Hima menunjukan wajah bingung.
"Sebenarnya aku menyukai pria juga yang mulia tapi kakak selalu marah kalau tahu aku berhubungan dengan seorang pria, jadi dia memaksa aku untuk melakukan itu dengan dia."ucap Hima dengan wajah malu
"Apa kamu fikir aku orang yang gampang percaya dan akan bersimpati dengan cerita kamu tadi?."ucap kikiyo dengan nada sinis
Hima langsung tertegun sejenak, sebenarnya yang mulia permaisuri kekaisaran tengah memiliki hati dan perasaan tidak sih,dingin sekali dia.fikir Hima.
"Maksud aku bukan seperti itu yang mulia permaisuri,tapi aku hanya ingin berbagi cerita saja, begitu,hehe."ucap Hima dengan wajah polos
"Tapi aku tidak perduli jadi lebih baik tidak perlu diceritakan,aku hanya ingin mencari informasi terkait tentang pembunuhan dikediaman pribadi menteri sastra kekaisaran tengah saja , yang lain aku sama sekali tidak tertarik."
Sedangkan Dari jauh , kikiyo melihat kalau Tora sudah kembali dari tugasnya dan tersisa satu wanita lagi yang akan dia bawa kedalam gubuk.
Setelah sampai didalam gubuk, kikiyo mulai menyembuhkan tubuh Hira, sedangkan Tora hanya menyaksikan saja,Tora sangat merasa takjub dengan keahlian yang dimiliki oleh junjungannya itu.
Setelah selesai menyembuhkan kedua wanita itu, kikiyo sudah tidak mau membuang waktunya lagi.
"Apakah penyebab kalian disewa untuk membuat orang yang tersisa yang mendukung pemerintahan kaisar Yamato merasa terancam?."
Hira masih memikirkan untuk menjawab, sedangkan Hima hanya menatap kearah Tora sedari tadi,Tora yang merasa sedang ditatap pun langsung berwajah gelap kearah Hima,Tora tidak mau ada kesalahan dalam tugasnya ini.
Kikiyo sangat geram,dia langsung menebas leher Hira hingga putus,itu membuat Hima terkejut dengan mulut terbuka.

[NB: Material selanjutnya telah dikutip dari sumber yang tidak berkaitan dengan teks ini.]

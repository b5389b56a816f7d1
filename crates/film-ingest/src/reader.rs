//! Reading delimited source files into tables.

use std::path::Path;

use film_model::{CellValue, Table};
use polars::prelude::*;
use tracing::{debug, info};

use crate::error::{IngestError, Result};
use crate::workbook::{read_workbook, read_workbook_headers};

/// Maximum source file size (500 MB).
pub const MAX_FILE_SIZE: u64 = 500 * 1024 * 1024;

/// Rows sampled for schema inference.
const INFER_SCHEMA_ROWS: usize = 100;

/// Source layouts understood by the loader.
#[derive(Debug, Clone, Copy, PartialEq, Eq)]
pub enum SourceFormat {
    Csv,
    Tsv,
    Xlsx,
}

impl SourceFormat {
    /// Picks the layout from the file extension (`.csv`, `.tsv`, `.tab`,
    /// `.xlsx`).
    pub fn from_path(path: &Path) -> Result<Self> {
        let extension = path
            .extension()
            .and_then(|ext| ext.to_str())
            .map(str::to_ascii_lowercase)
            .unwrap_or_default();
        match extension.as_str() {
            "csv" => Ok(Self::Csv),
            "tsv" | "tab" => Ok(Self::Tsv),
            "xlsx" => Ok(Self::Xlsx),
            _ => Err(IngestError::UnsupportedFormat {
                format: extension,
                path: Some(path.to_path_buf()),
            }),
        }
    }

    /// Field separator of delimited layouts; `None` for workbooks.
    pub fn separator(self) -> Option<u8> {
        match self {
            Self::Csv => Some(b','),
            Self::Tsv => Some(b'\t'),
            Self::Xlsx => None,
        }
    }
}

/// Check file size against a custom limit.
pub fn check_file_size_with_limit(path: &Path, max_size: u64) -> Result<()> {
    let metadata = std::fs::metadata(path).map_err(|e| {
        if e.kind() == std::io::ErrorKind::NotFound {
            IngestError::FileNotFound {
                path: path.to_path_buf(),
            }
        } else {
            IngestError::FileRead {
                path: path.to_path_buf(),
                source: e,
            }
        }
    })?;

    if metadata.len() > max_size {
        return Err(IngestError::FileTooLarge {
            path: path.to_path_buf(),
            size: metadata.len(),
            max_size,
        });
    }

    Ok(())
}

/// Reads a CSV/TSV/XLSX source into a [`Table`].
///
/// Delimited files: undecodable bytes are replaced rather than rejected,
/// ragged lines are truncated, and cell types are inferred from the first
/// rows. Workbooks: the first worksheet is read with its first row as headers.
pub fn load_table(path: &Path) -> Result<Table> {
    check_file_size_with_limit(path, MAX_FILE_SIZE)?;
    let format = SourceFormat::from_path(path)?;

    let table = match format.separator() {
        Some(separator) => read_delimited(path, separator)?,
        None => read_workbook(path)?,
    };
    info!(
        path = %path.display(),
        rows = table.height(),
        columns = table.width(),
        "loaded source"
    );
    Ok(table)
}

fn read_delimited(path: &Path, separator: u8) -> Result<Table> {
    let df = CsvReadOptions::default()
        .with_has_header(true)
        .with_infer_schema_length(Some(INFER_SCHEMA_ROWS))
        .map_parse_options(|options| {
            options
                .with_separator(separator)
                .with_encoding(CsvEncoding::LossyUtf8)
                .with_truncate_ragged_lines(true)
        })
        .try_into_reader_with_file_path(Some(path.to_path_buf()))
        .map_err(|e| IngestError::CsvParse {
            path: path.to_path_buf(),
            message: e.to_string(),
        })?
        .finish()
        .map_err(|e| IngestError::CsvParse {
            path: path.to_path_buf(),
            message: e.to_string(),
        })?;

    dataframe_to_table(&df)
}

/// Reads only the header row of a source.
pub fn read_headers(path: &Path) -> Result<Vec<String>> {
    check_file_size_with_limit(path, MAX_FILE_SIZE)?;
    let Some(separator) = SourceFormat::from_path(path)?.separator() else {
        return read_workbook_headers(path);
    };
    let mut reader = ::csv::ReaderBuilder::new()
        .delimiter(separator)
        .flexible(true)
        .from_path(path)
        .map_err(|e| IngestError::CsvParse {
            path: path.to_path_buf(),
            message: e.to_string(),
        })?;
    let headers = reader.byte_headers().map_err(|e| IngestError::CsvParse {
        path: path.to_path_buf(),
        message: e.to_string(),
    })?;
    Ok(headers
        .iter()
        .map(|field| {
            let name = String::from_utf8_lossy(field);
            name.strip_prefix('\u{feff}').unwrap_or(&name).to_string()
        })
        .collect())
}

/// Converts a DataFrame cell by cell.
pub fn dataframe_to_table(df: &DataFrame) -> Result<Table> {
    let columns: Vec<String> = df
        .get_column_names()
        .iter()
        .map(|name| name.to_string())
        .collect();
    let mut table = Table::new(columns)?;
    let sources = df.get_columns();
    for idx in 0..df.height() {
        let cells: Vec<CellValue> = sources
            .iter()
            .map(|column| any_to_cell(column.get(idx).unwrap_or(AnyValue::Null)))
            .collect();
        table.push_row(cells)?;
    }
    debug!(rows = table.height(), "converted dataframe");
    Ok(table)
}

/// Maps a Polars value onto a cell. Blank strings become `Missing`.
pub fn any_to_cell(value: AnyValue<'_>) -> CellValue {
    match value {
        AnyValue::Null => CellValue::Missing,
        AnyValue::Boolean(b) => CellValue::Boolean(b),
        AnyValue::Int8(v) => CellValue::Number(f64::from(v)),
        AnyValue::Int16(v) => CellValue::Number(f64::from(v)),
        AnyValue::Int32(v) => CellValue::Number(f64::from(v)),
        AnyValue::Int64(v) => CellValue::Number(v as f64),
        AnyValue::UInt8(v) => CellValue::Number(f64::from(v)),
        AnyValue::UInt16(v) => CellValue::Number(f64::from(v)),
        AnyValue::UInt32(v) => CellValue::Number(f64::from(v)),
        AnyValue::UInt64(v) => CellValue::Number(v as f64),
        AnyValue::Float32(v) => CellValue::Number(f64::from(v)),
        AnyValue::Float64(v) => CellValue::Number(v),
        AnyValue::String(s) => text_cell(s),
        AnyValue::StringOwned(s) => text_cell(s.as_str()),
        other => text_cell(&other.to_string()),
    }
}

fn text_cell(value: &str) -> CellValue {
    if value.trim().is_empty() {
        CellValue::Missing
    } else {
        CellValue::text(value)
    }
}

"Cih,,masih mau membohongiku rupanya."
Kikiyo melihat ekspresi wajah Hira tadi ,dia ingin berbohong kembali, sepertinya kesempatan kedua yang sudah diberikan oleh kikiyo pun menjadi sia-sia.
Hima menatap takut dengan tubuh gemetar, baru kali ini dia melihat wanita yang lebih hebat dari kakaknya.
Kini kikiyo menatap kearah Hima.
"Kamu,jawab pertanyaan ku,selama ini apa hanya Hira yang melakukan setiap pertemuan untuk semua perintah untuk membunuh dengan menyewa jasa kalian?."
"Iya, yang mulia permaisuri, selama ini hanya kakak yang bernegosiasi dengan mereka ,aku hanya ikut saat melakukan tugas saja."ucap Hima dengan mulut bergetar karena takut.